PatchSiren cyber security CVE debrief
CVE-2025-39697 Cert Portal CVE debrief
CVE-2025-39697 describes a race condition in Linux kernel NFS write handling. The flaw centers on lock timing around request removal and page-group locking, which can allow a request state change to race with update logic and create an availability impact. The supplied CISA/Siemens material maps this to Siemens SIMATIC CN 4100 versions earlier than 5.0, but that product attribution should be treated cautiously because the technical description is kernel-centric.
- Vendor
- Cert Portal
- Product
- Siemens SIMATIC CN 4100 vers:intdot/<5.0
- CVSS
- MEDIUM 4.7
- CISA KEV
- Not listed in stored evidence
- Original CVE published
- 2026-05-12
- Original CVE updated
- 2026-05-14
- Advisory published
- 2026-05-12
- Advisory updated
- 2026-05-14
Who should care
System owners and patch managers for Siemens SIMATIC CN 4100 deployments, embedded Linux maintainers, and operational teams responsible for systems that consume the affected Linux kernel NFS code path.
Technical summary
According to the supplied advisory text, nfs_lock_and_join_requests() checks whether a write request is still attached to the mapping, but nfs_inode_remove_request() can still succeed before the page-group lock is actually taken.

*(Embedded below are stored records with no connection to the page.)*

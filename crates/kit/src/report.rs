//! Human and JSON views of run results.

use comfy_table::{presets::UTF8_FULL, Table};
use serde::Serialize;
use strum::IntoEnumIterator as _;

use crate::phase::{Phase, PhaseOutcome, RunOutcome, TestRun};

/// Aggregate counts over a set of runs.
#[derive(Debug, Default, Clone, PartialEq, Eq, Serialize)]
pub struct Summary {
    pub total: usize,
    pub succeeded: usize,
    pub failed: usize,
    pub timed_out: usize,
    pub aborted: usize,
    pub skipped: usize,
    pub running: usize,
}

impl Summary {
    pub fn of(runs: &[TestRun]) -> Self {
        let mut s = Summary {
            total: runs.len(),
            ..Default::default()
        };
        for run in runs {
            match run.outcome {
                RunOutcome::Success => s.succeeded += 1,
                RunOutcome::Failed => s.failed += 1,
                RunOutcome::TimedOut => s.timed_out += 1,
                RunOutcome::Aborted => s.aborted += 1,
                RunOutcome::Skipped => s.skipped += 1,
                RunOutcome::Running => s.running += 1,
            }
        }
        s
    }

    pub fn all_passed(&self) -> bool {
        self.failed == 0 && self.timed_out == 0 && self.aborted == 0
    }
}

/// Process exit status for a set of results: zero iff nothing failed.
pub fn exit_code(runs: &[TestRun]) -> i32 {
    if Summary::of(runs).all_passed() {
        0
    } else {
        1
    }
}

#[derive(Debug, Serialize)]
struct JsonReport<'a> {
    summary: Summary,
    runs: &'a [TestRun],
}

pub fn render_json(runs: &[TestRun]) -> serde_json::Result<String> {
    serde_json::to_string_pretty(&JsonReport {
        summary: Summary::of(runs),
        runs,
    })
}

fn phase_cell(run: &TestRun, phase: Phase) -> String {
    let rec = run.record(phase);
    match (rec.outcome, rec.duration_secs()) {
        (PhaseOutcome::Skipped | PhaseOutcome::Pending, _) | (_, None) => rec.outcome.to_string(),
        (outcome, Some(secs)) => format!("{outcome} {}", format_secs(secs)),
    }
}

fn format_secs(secs: f64) -> String {
    let secs = secs.round() as u64;
    if secs >= 60 {
        format!("{}m{:02}s", secs / 60, secs % 60)
    } else {
        format!("{secs}s")
    }
}

/// A table with one row per run, followed by failure details and totals.
pub fn render_table(runs: &[TestRun]) -> String {
    let mut table = Table::new();
    let mut header = vec!["PROFILE".to_owned(), "RUN".to_owned(), "OUTCOME".to_owned()];
    header.extend(Phase::iter().map(|p| p.to_string().to_uppercase()));
    table.load_preset(UTF8_FULL).set_header(header);
    for run in runs {
        let mut row = vec![
            run.profile.clone(),
            run.run_id.clone(),
            run.outcome.to_string(),
        ];
        row.extend(run.phases.iter().map(|p| phase_cell(run, p.phase)));
        table.add_row(row);
    }

    let mut out = table.to_string();
    out.push('\n');
    for run in runs {
        let Some(failure) = &run.failure else {
            continue;
        };
        out.push_str(&format!(
            "\n{} failed in {}: {}\n",
            run.profile, failure.phase, failure.message
        ));
        if let Some(line) = &failure.critical_line {
            out.push_str(&format!("  critical: {line}\n"));
        }
        if let Some(path) = &run.log_path {
            out.push_str(&format!("  log: {path}\n"));
        }
    }
    let s = Summary::of(runs);
    out.push_str(&format!(
        "\n{} runs: {} succeeded, {} failed, {} timed out, {} aborted, {} skipped\n",
        s.total, s.succeeded, s.failed, s.timed_out, s.aborted, s.skipped
    ));
    out
}
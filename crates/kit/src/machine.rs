//! Per-run phase state machine
//!
//! A [`PhaseMachine`] owns one [`TestRun`] and is its only writer. It walks
//! the pipeline Provision, Boot, Install, Reboot, Validate; the first error
//! finalizes the current phase and sends the run to `Failed`. Installer
//! output is read by a separate consumer task that classifies each line and
//! forwards the events, in order, over a single channel.

use std::collections::{BTreeSet, VecDeque};
use std::net::IpAddr;
use std::sync::{Arc, Mutex, PoisonError};

use indicatif::MultiProgress;
use tokio::sync::mpsc;
use tokio::task::JoinHandle;
use tokio::time::Instant;
use tokio_util::sync::CancellationToken;
use tokio_util::task::AbortOnDropHandle;
use tracing::{debug, error, info, warn};

use crate::classifier::{Ruleset, StreamEvent, Tag, INSTALL_COMPLETE};
use crate::config::{Config, Profile, Teardown, REMOTE_PAYLOAD_DIR};
use crate::error::RunError;
use crate::hypervisor::{self, Hypervisor, HypervisorError, VmInstance, VmState};
use crate::phase::{Failure, Phase, TestRun};
use crate::readiness::{await_network, await_remote_exec, Spinner, Wait};
use crate::remote::{probe_timeout, RemoteExec, RemoteProcess};
use crate::runlog::RunLog;
use crate::store::RunStateStore;
use crate::utils::{baseline_name, instance_name};

/// Lines of output attached to a failed phase.
pub const DIAGNOSTIC_LINES: usize = 20;

const EVENT_BUFFER: usize = 64;

/// Everything a run needs from the outside world.
pub struct RunContext {
    pub config: Arc<Config>,
    pub hypervisor: Arc<dyn Hypervisor>,
    pub remote: Arc<dyn RemoteExec>,
    pub rules: Arc<Ruleset>,
    pub progress: MultiProgress,
    /// Receives a checkpoint of the run at every phase boundary.
    pub store: Option<Arc<RunStateStore>>,
    pub baselines: BaselineLeases,
}

/// Baseline instances currently in use by a run of this process.
///
/// With `teardown = revert` each profile keeps one long-lived instance that
/// is reverted between runs; only one run can drive it at a time.
#[derive(Debug, Default, Clone)]
pub struct BaselineLeases(Arc<Mutex<BTreeSet<String>>>);

impl BaselineLeases {
    /// Claim `name`, or `None` if another run holds it.
    fn claim(&self, name: &str) -> Option<BaselineLease> {
        let mut held = self.0.lock().unwrap_or_else(PoisonError::into_inner);
        held.insert(name.to_owned()).then(|| BaselineLease {
            leases: self.clone(),
            name: name.to_owned(),
        })
    }
}

/// Exclusive use of a baseline instance; released on drop.
#[derive(Debug)]
struct BaselineLease {
    leases: BaselineLeases,
    name: String,
}

impl Drop for BaselineLease {
    fn drop(&mut self) {
        let mut held = self.leases.0.lock().unwrap_or_else(PoisonError::into_inner);
        held.remove(&self.name);
    }
}

/// The last few lines seen, for failure diagnostics.
#[derive(Debug, Default)]
struct DiagnosticWindow(VecDeque<String>);

impl DiagnosticWindow {
    fn push(&mut self, line: &str) {
        if self.0.len() == DIAGNOSTIC_LINES {
            self.0.pop_front();
        }
        self.0.push_back(line.to_owned());
    }

    fn snapshot(&self) -> Vec<String> {
        self.0.iter().cloned().collect()
    }
}

/// Installer that has reported completion but may still be running.
struct Installer {
    process: RemoteProcess,
    events: mpsc::Receiver<StreamEvent>,
    _consumer: AbortOnDropHandle<()>,
    deadline: Instant,
}

enum Signal {
    None,
    Complete,
    Critical { line: String, pattern: String },
}

/// Read installer output, log and classify it, and forward it in order.
async fn consume_stream(
    mut lines: mpsc::Receiver<String>,
    rules: Arc<Ruleset>,
    log: Option<Arc<RunLog>>,
    events: mpsc::Sender<StreamEvent>,
) {
    let mut forwarding = true;
    while let Some(line) = lines.recv().await {
        if let Some(log) = &log {
            log.line(&line);
        }
        if forwarding {
            let ev = rules.classify(&line, Phase::Install);
            if events.send(ev).await.is_err() {
                // The machine stopped listening; keep draining into the log.
                forwarding = false;
            }
        }
    }
}

pub struct PhaseMachine {
    ctx: Arc<RunContext>,
    profile: Profile,
    run: TestRun,
    vm: Option<VmInstance>,
    window: DiagnosticWindow,
    cancel: CancellationToken,
    log: Option<Arc<RunLog>>,
    installer: Option<Installer>,
    reverted: bool,
    /// Set when this run drives the profile's baseline instance.
    lease: Option<BaselineLease>,
    /// Provisioning call that has not reported back yet.
    inflight: Option<JoinHandle<Result<VmInstance, HypervisorError>>>,
}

The fix is to take the page-group lock earlier in nfs_lock_and_join_requests() and hold it across request removal in nfs_inode_remove_request(), preventing the race window.
Defensive priority
Medium. The supplied CVSS score is 4.7 (CVSS:3.1/AV:L/AC:H/PR:L/UI:N/S:U/C:N/I:N/A:H), indicating a local, higher-complexity issue with availability impact. Prioritize remediation sooner if the affected software is deployed in production or ICS/embedded environments.
Recommended defensive actions
- Update to V5.0 or later, as directed in the supplied remediation.
- Confirm whether your deployment actually includes the affected Siemens SIMATIC CN 4100 software/version range before planning maintenance.
- Use the Siemens CERT and CISA advisory references to validate the exact affected product and fix guidance.
- Track distro/vendor kernel updates if you consume a packaged Linux kernel rather than Siemens-branded firmware.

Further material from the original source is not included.